Print the first line of the material below and each line after it, exactly as written, ending with the line that contains "#[derive(Debug, Clone, PartialEq, thiserror::Error)]".
────────────────────
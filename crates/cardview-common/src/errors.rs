use std::path::PathBuf;

#[derive(Debug, thiserror::Error)]
pub enum ConfigError {
    #[error("config file not found: {0}")]
    FileNotFound(PathBuf),

    #[error("config parse error: {0}")]
    ParseError(String),

    #[error("config validation error: {0}")]
    ValidationError(String),
}

#[derive(Debug, thiserror::Error)]
pub enum BridgeError {
    #[error("bridge parse error: {0}")]
    Parse(String),

    #[error("payload does not match {kind}: {reason}")]
    PayloadMismatch { kind: String, reason: String },

    #[error("transport error: {0}")]
    Transport(String),
}

#[derive(Debug, Clone, PartialEq, thiserror::Error)]
pub enum CardError {
    #[error("card {id}: limit {limit} is negative")]
    NegativeLimit { id: String, limit: f64 },

    #[error("card {id}: available limit {available} exceeds limit {limit}")]
    AvailableExceedsLimit {
        id: String,
        available: f64,
        limit: f64,
    },

    #[error("card {id}: expiration month {month} is not in 1-12")]
    InvalidExpiryMonth { id: String, month: u32 },
}

#[derive(Debug, thiserror::Error)]
pub enum CardviewError {
    #[error(transparent)]
    Config(#[from] ConfigError),

    #[error(transparent)]
    Bridge(#[from] BridgeError),

    #[error(transparent)]
    Card(#[from] CardError),

    #[error(transparent)]
    Io(#[from] std::io::Error),

    #[error("{0}")]
    Other(String),
}
//! Booking domain entity

use chrono::{DateTime, NaiveDate, Utc};
use rto_shared::constants::ON_BEHALF_OF_YOURSELF;
use rto_shared::utils::non_empty;
use serde::{Deserialize, Serialize};
use validator::Validate;

use super::user::User;
use crate::error::FieldError;

#[derive(Debug, Clone, PartialEq, Serialize, Deserialize)]
pub struct Booking {
    pub id: i64,
    /// False once cancelled.
    pub is_active: bool,
    pub user_id: i64,
    pub on_behalf_of_name: Option<String>,
    pub on_behalf_of_dit_email: Option<String>,
    pub booking_date: NaiveDate,
    pub building_id: i64,
    pub floor_id: i64,
    /// Only set on bookings made before DIT groups existed.
    pub directorate: Option<String>,
    pub group: Option<String>,
    pub business_unit: Option<String>,
    pub booked_timestamp: DateTime<Utc>,
    pub canceled_timestamp: Option<DateTime<Utc>>,
}

impl Booking {
    /// Who the desk is for: "Yourself", a name, an email, or "Name (email)".
    pub fn on_behalf_of(&self) -> String {
        OnBehalfOf {
            name: self.on_behalf_of_name.clone(),
            dit_email: self.on_behalf_of_dit_email.clone(),
        }
        .display()
    }
}

/// The person a booking is made for when it is not the booking user.
#[derive(Debug, Clone, Default, PartialEq, Eq, Serialize, Deserialize, Validate)]
pub struct OnBehalfOf {
    #[validate(length(max = 80, message = "Name must be 80 characters or fewer"))]
    pub name: Option<String>,
    #[validate(
        email(message = "Enter a valid email address"),
        length(max = 80, message = "Email address must be 80 characters or fewer")
    )]
    pub dit_email: Option<String>,
}

impl OnBehalfOf {
    pub fn new(name: Option<&str>, dit_email: Option<&str>) -> Self {
        Self {
            name: non_empty(name).map(str::to_string),
            dit_email: non_empty(dit_email).map(str::to_string),
        }
    }

    pub fn is_yourself(&self) -> bool {
        non_empty(self.name.as_deref()).is_none() && non_empty(self.dit_email.as_deref()).is_none()
    }

    /// Length and email format problems, keyed by the form field names.
    pub fn field_errors(&self) -> Vec<FieldError> {
        let Err(errors) = self.validate() else {
            return Vec::new();
        };

        let mut fields: Vec<_> = errors.field_errors().into_iter().collect();
        fields.sort_by(|a, b| a.0.cmp(&b.0));
        fields
            .into_iter()
            .flat_map(|(field, errs)| {
                let field = format!("on_behalf_of_{}", field);
                errs.iter()
                    .map(move |e| {
                        let message = e
                            .message
                            .as_ref()
                            .map(|m| m.to_string())
                            .unwrap_or_else(|| e.code.to_string());
                        FieldError::new(&field, message)
                    })
                    .collect::<Vec<_>>()
            })
            .collect()
    }

    pub fn display(&self) -> String {
        match (
            non_empty(self.name.as_deref()),
            non_empty(self.dit_email.as_deref()),
        ) {
            (Some(name), Some(email)) => format!("{} ({})", name, email),
            (Some(name), None) => name.to_string(),
            (None, Some(email)) => email.to_string(),
            (None, None) => ON_BEHALF_OF_YOURSELF.to_string(),
        }
    }
}

/// Insert payload for a new active booking.
#[derive(Debug, Clone, PartialEq, Serialize, Deserialize)]
pub struct NewBooking {
    pub user_id: i64,
    pub on_behalf_of: OnBehalfOf,
    pub booking_date: NaiveDate,
    pub building_id: i64,
    pub floor_id: i64,
    pub group: String,
    pub business_unit: String,
}

/// A booking together with the names of its building and floor.
#[derive(Debug, Clone, PartialEq, Serialize, Deserialize)]
pub struct BookingDetails {
    pub booking: Booking,
    pub building_name: String,
    pub floor_name: String,
}

/// A booking joined with everything the activity stream publishes about it.
#[derive(Debug, Clone, PartialEq)]
pub struct BookingRecord {
    pub details: BookingDetails,
    pub user: User,
}

#[cfg(test)]
mod tests {
    use super::*;

    fn booking(name: Option<&str>, email: Option<&str>) -> Booking {
        Booking {
            id: 1,
            is_active: true,
            user_id: 1,
            on_behalf_of_name: name.map(str::to_string),
            on_behalf_of_dit_email: email.map(str::to_string),
            booking_date: NaiveDate::from_ymd_opt(2020, 9, 1).unwrap(),
            building_id: 1,
            floor_id: 1,
            directorate: None,
            group: Some("Trade".to_string()),
            business_unit: Some("Exports".to_string()),
            booked_timestamp: Utc::now(),
            canceled_timestamp: None,
        }
    }

    #[test]
    fn test_on_behalf_of_display_rules() {
        assert_eq!(booking(None, None).on_behalf_of(), "Yourself");
        assert_eq!(booking(Some("Donald Duck"), None).on_behalf_of(), "Donald Duck");
        assert_eq!(
            booking(None, Some("donald.duck@digital.trade.gov.uk")).on_behalf_of(),
            "donald.duck@digital.trade.gov.uk"
        );
        assert_eq!(
            booking(Some("Donald Duck"), Some("donald.duck@digital.trade.gov.uk")).on_behalf_of(),
            "Donald Duck (donald.duck@digital.trade.gov.uk)"
        );
    }

    #[test]
    fn test_empty_strings_count_as_absent() {
        assert_eq!(booking(Some(""), Some("")).on_behalf_of(), "Yourself");
        assert_eq!(booking(Some(""), Some("a@b.gov.uk")).on_behalf_of(), "a@b.gov.uk");
        assert_eq!(booking(Some("Jo"), Some("")).on_behalf_of(), "Jo");
    }

    #[test]
    fn test_on_behalf_of_new_drops_blank_values() {
        let someone = OnBehalfOf::new(Some("  "), Some(" a@b.gov.uk "));
        assert_eq!(someone.name, None);
        assert_eq!(someone.dit_email.as_deref(), Some("a@b.gov.uk"));
        assert!(!someone.is_yourself());
        assert!(OnBehalfOf::new(None, Some("")).is_yourself());
    }

    #[test]
    fn test_on_behalf_of_over_column_length_is_a_field_error() {
        let long = "x".repeat(81);
        let errors = OnBehalfOf::new(Some(&long), None).field_errors();
        assert_eq!(errors.len(), 1);
        assert_eq!(errors[0].field.as_deref(), Some("on_behalf_of_name"));

        let email = format!("{}@digital.trade.gov.uk", "d".repeat(70));
        let errors = OnBehalfOf::new(None, Some(&email)).field_errors();
        assert!(errors
            .iter()
            .all(|e| e.field.as_deref() == Some("on_behalf_of_dit_email")));
        assert!(!errors.is_empty());

        assert!(OnBehalfOf::new(Some(&"x".repeat(80)), Some("a@b.gov.uk"))
            .field_errors()
            .is_empty());
    }

    #[test]
    fn test_on_behalf_of_rejects_malformed_email() {
        let errors = OnBehalfOf::new(None, Some("not-an-email")).field_errors();
        assert_eq!(errors.len(), 1);
        assert_eq!(errors[0].message, "Enter a valid email address");
    }
}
────────────────────
> Task result
filename crates/cardview-common/src/errors.rs
use std::path::PathBuf;

#[derive(Debug, thiserror::Error)]
pub enum ConfigError {
    #[error("config file not found: {0}")]
    FileNotFound(PathBuf),

    #[error("config parse error: {0}")]
    ParseError(String),

    #[error("config validation error: {0}")]
    ValidationError(String),
}

#[derive(Debug, thiserror::Error)]
pub enum BridgeError {
    #[error("bridge parse error: {0}")]
    Parse(String),

    #[error("payload does not match {kind}: {reason}")]
    PayloadMismatch { kind: String, reason: String },

    #[error("transport error: {0}")]
    Transport(String),
}

#[derive(Debug, Clone, PartialEq, thiserror::Error)]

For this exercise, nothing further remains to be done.